Hypoxia has been shown to regulate the role of microRNAs as post-transcriptional modulators, which prompted us to investigate whether deregulation of miRNA(s) contributes to VASP up-regulation in human HCC. We performed miRNA arrays of Huh7 cells cultured under normoxic and hypoxic conditions. The data showed that hypoxia led to 64 up-regulated and 25 down-regulated miRNAs (Figure 7A and Table S4). We used the TargetScan and Miranda databases to predict which of the differentially expressed miRNAs identified in the microarray analysis mediated hypoxia-induced VASP up-regulation by interacting with VASP 3'-UTR. We identified the down-regulated hypoxia-responsive miR-204 as the potential mediator of the elevated VASP expression. Subsequently, we performed qRT-PCR and confirmed that hypoxia led to significant down-regulation of miR-204 in HCC cells (P<0.05) (Figure 7B). However, suppression of miR-204 was significantly abolished upon knockdown of HIF-1α but not HIF-2α, indicating that suppression of miR-204 by hypoxia was HIF-1α dependent (P<0.05) (Figure 7C). We performed luciferase assay for VASP 3'-UTR to clarify whether miR-204 was involved in the up-regulation of VASP induced by hypoxia/ HIF-1α signaling and interacted with VASP 3'-UTR as predicted (Figure S9A). We found that miR-204 overexpression significantly inhibited the luciferase activity of wild-type (wt) VASP 3'UTR in Hep3B cells, while miR-204 knockdown increased the luciferase activity of wt VASP 3'UTR but not mutant VASP 3'-UTR (P<0.05) (Figure 7D and Figure S9B).
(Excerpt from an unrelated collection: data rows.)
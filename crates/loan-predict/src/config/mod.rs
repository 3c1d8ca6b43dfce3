use std::env;
use std::fmt;
use std::net::{IpAddr, SocketAddr};

/// Distinguishes runtime behavior for different stages of the service.
#[derive(Debug, Clone, Copy, PartialEq, Eq)]
pub enum AppEnvironment {
    Development,
    Test,
    Production,
}

impl AppEnvironment {
    fn from_str(value: &str) -> Self {
        match value.trim().to_ascii_lowercase().as_str() {
            "prod" | "production" => Self::Production,
            "test" | "ci" => Self::Test,
            _ => Self::Development,
        }
    }
}

/// Top-level configuration for the prediction service.
#[derive(Debug, Clone)]
pub struct AppConfig {
    pub environment: AppEnvironment,
    pub server: ServerConfig,
    pub telemetry: TelemetryConfig,
}

impl AppConfig {
    pub fn load() -> Result<Self, ConfigError> {
        dotenvy::dotenv().ok();

        let environment = AppEnvironment::from_str(
            &env::var("APP_ENV").unwrap_or_else(|_| "development".to_string()),
        );

        let host = env::var("APP_HOST").unwrap_or_else(|_| "127.0.0.1".to_string());
        let port = env::var("APP_PORT")
            .unwrap_or_else(|_| "3000".to_string())
            .parse::<u16>()
            .map_err(|_| ConfigError::InvalidPort)?;

        let log_level = env::var("APP_LOG_LEVEL").unwrap_or_else(|_| "info".to_string());

        Ok(Self {
            environment,
            server: ServerConfig { host, port },
            telemetry: TelemetryConfig { log_level },
        })
    }
}

/// Settings controlling the HTTP server binding.
#[derive(Debug, Clone)]
pub struct ServerConfig {
    pub host: String,
    pub port: u16,
}

impl ServerConfig {
    pub fn socket_addr(&self) -> Result<SocketAddr, ConfigError> {
        if self.host.eq_ignore_ascii_case("localhost") {
            return Ok(SocketAddr::new(IpAddr::from([127, 0, 0, 1]), self.port));
        }

        let ip: IpAddr = self
            .host
            .parse()
            .map_err(|source| ConfigError::InvalidHost { source })?;

        Ok(SocketAddr::new(ip, self.port))
    }
}

/// Tracing controls.
#[derive(Debug, Clone)]
pub struct TelemetryConfig {
    pub log_level: String,
}

#[derive(Debug)]
pub enum ConfigError {
    InvalidPort,
    InvalidHost { source: std::net::AddrParseError },
}

impl fmt::Display for ConfigError {
    fn fmt(&self, f: &mut fmt::Formatter<'_>) -> fmt::Result {
        match self {
            ConfigError::InvalidPort => write!(f, "APP_PORT must be a valid u16"),
            ConfigError::InvalidHost { .. } => {
                write!(f, "APP_HOST must parse to an IPv4 or IPv6 address")
            }
        }
    }
}

impl std::error::Error for ConfigError {
    fn source(&self) -> Option<&(dyn std::error::Error + 'static)> {
        match self {
            ConfigError::InvalidPort => None,
            ConfigError::InvalidHost { source } => Some(source),
        }
    }
}

#[cfg(test)]
mod tests {
    use super::*;
    use std::env;
    use std::sync::{Mutex, OnceLock};

    fn env_guard() -> &'static Mutex<()> {
        static GUARD: OnceLock<Mutex<()>> = OnceLock::new();
        GUARD.get_or_init(|| Mutex::new(()))
    }

    fn reset_env() {
        env::remove_var("APP_ENV");
        env::remove_var("APP_HOST");
        env::remove_var("APP_PORT");
        env::remove_var("APP_LOG_LEVEL");
    }

    #[test]
    fn load_uses_defaults_when_env_missing() {
        let _lock = env_guard().lock().expect("env mutex poisoned");
        reset_env();
        let config = AppConfig::load().expect("config loads with defaults");
        assert_eq!(config.environment, AppEnvironment::Development);
        assert_eq!(config.server.host, "127.0.0.1");
        assert_eq!(config.server.port, 3000);
        assert_eq!(config.telemetry.log_level, "info");
    }

    #[test]
    fn rejects_unparsable_port() {
        let _lock = env_guard().lock().expect("env mutex poisoned");
        reset_env();
        env::set_var("APP_PORT", "not-a-port");
        let result = AppConfig::load();
        env::remove_var("APP_PORT");
        assert!(matches!(result, Err(ConfigError::InvalidPort)));
    }

    #[test]
    fn accepts_localhost_host() {
        let _lock = env_guard().lock().expect("env mutex poisoned");
        reset_env();
        env::set_var("APP_HOST", "localhost");
        let config = AppConfig::load().expect("config loads");
        env::remove_var("APP_HOST");
        let addr = config.server.socket_addr().expect("localhost resolves");
        assert_eq!(addr, SocketAddr::new(IpAddr::from([127, 0, 0, 1]), 3000));
    }
}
Furthermore, miR-204 overexpression markedly reduced, while miR-204 knockdown increased the mRNA and protein levels of VASP in HCC cells (P<0.05) (Figure 7E). To confirm the relationship between miR-204 and VASP, we measured the miR-204 level in HCC tissues with different levels of VASP expression. As expected, our data showed that the levels of miR-204 and VASP mRNAs were inversely correlated (P<0.05) (Figure 7F-G). Importantly, miR-204 overexpression partially abolished the increase of hypoxia-induced VASP-mediated migration and invasion and EMT (P<0.05) (Figure 7H-I and Figure S9C-D). In summary, these data demonstrated that hypoxia/ HIF-1α signaling-induced miR-204 down-regulation could indirectly contribute to VASP up-regulation at the post-transcriptional level.
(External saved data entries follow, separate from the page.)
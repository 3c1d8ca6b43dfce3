use crate::config::TelemetryConfig;
use std::fmt;
use tracing_subscriber::filter::ParseError;
use tracing_subscriber::EnvFilter;

#[derive(Debug)]
pub enum TelemetryError {
    EnvFilter { value: String, source: ParseError },
    Subscriber(Box<dyn std::error::Error + Send + Sync>),
}

impl fmt::Display for TelemetryError {
    fn fmt(&self, f: &mut fmt::Formatter<'_>) -> fmt::Result {
        match self {
            TelemetryError::EnvFilter { value, .. } => {
                write!(
                    f,
                    "invalid log level/filter '{}': unable to build EnvFilter",
                    value
                )
            }
            TelemetryError::Subscriber(err) => write!(f, "telemetry error: {err}"),
        }
    }
}

impl std::error::Error for TelemetryError {
    fn source(&self) -> Option<&(dyn std::error::Error + 'static)> {
        match self {
            TelemetryError::EnvFilter { source, .. } => Some(source),
            TelemetryError::Subscriber(err) => Some(&**err),
        }
    }
}

/// Install the global tracing subscriber. `RUST_LOG` wins over the configured
/// level when set.
pub fn init(config: &TelemetryConfig) -> Result<(), TelemetryError> {
    let env_filter = match EnvFilter::try_from_default_env() {
        Ok(filter) => filter,
        Err(_) => {
            EnvFilter::try_new(&config.log_level).map_err(|source| TelemetryError::EnvFilter {
                value: config.log_level.clone(),
                source,
            })?
        }
    };

    tracing_subscriber::fmt()
        .with_env_filter(env_filter)
        .with_target(false)
        .compact()
        .with_ansi(false)
        .try_init()
        .map_err(TelemetryError::Subscriber)
}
HIF-1α mediates hypoxia-induced VASP overexpression by binding to the HRE in the VASP gene promoter. (A) qRT-PCR and (B) Western blot analysis in LO2, Hep3B, and Huh7 cells cultured under normoxia (21% O2) or hypoxia (1% O2). *, P < 0.05 versus control. (C) Western blot analysis in LO2, He3B, and Huh7 cells after knockdown of si-HIF-1α (50 nM) under hypoxia. GAPDH was used as a normalization control. (D) Western blotting of HIF-1α and VASP after treatment with DFO in Hep3B and Huh7 cells. (E) Positive association between HIF-1α and VASP expression in HCC tissues. (F) Upper: Chromatin immunoprecipitation (ChIP) analysis of HIF-1α binding to VASP promoter in Hep3B cells. Lower: ChIP assay. Anti-IgG and anti- HIF-1α antibodies were used in the ChIP assay. (G) Luciferase analysis in Hep3B cells. Hep3B cells overexpressing HIF-1α expression plasmid (pcDNA-HIF1α) or control vector (pcDNA3.1) were transfected with the pGL3-VASP promoter, pGL3-VASP-promoter mutation, or pGL3-VEGF promoter. 48 h after transfection, cells were subjected to dual luciferase analysis. Results were expressed as a fold induction relative to the cells transfected with the control vector (pcDNA3.1) after normalization to Renilla activity. The experiments were performed independently three times. (H-I) HIF-1α siRNA was transfected into LO2, Hep3B, and Huh7 cells to knock down HIF-1α under hypoxia. Transwell assay for migration and invasion (H) and Western blotting (I) for EMT markers were performed.
Hypoxia-induced loss of miR-204 contributes to VASP up-regulation in HCC. (A) miRNA array was used to identify the differentially expressed miRNAs between Huh7 cells cultured in normoxic and hypoxic conditions. (B) qRT-PCR was performed for miR-204 in HCC cells cultured under normoxia and hypoxia. (C) qRT-PCR was performed for miR-204 in HIF-1α-knockdown LO2, Hep3B, and Huh7 cells in hypoxic condition. (D) miR-204 overexpression significantly suppressed, while miR-204 loss increased, the luciferase activity that carried wild-type (wt) but not mutant (mt) 3'-UTR of VASP. (E) LO2, Hep3B, and Huh7 cells were transfected with miR-204 inhibitors (anti-miR-204) and MHCC-97H and HCCLM3 cells were transfected with precursor miR-204 and were subjected to qRT-PCR for VASP mRNA expression. (F) The expression of miR-204 in VASP high-expressing tumors was significantly lower than that in VASP low-expressing tumors, as determined by qRT-PCR. (G) An inverse correlation between the levels of miR-204 and VASP mRNA was observed in HCC tissues. (H-I) LO2, Hep3B, and Huh7 cells cultured in normoxic or hypoxic condition were transduced with miR-204 vector and were subjected to Transwell assay for migration and invasion (H), and Western blotting (I) for EMT markers.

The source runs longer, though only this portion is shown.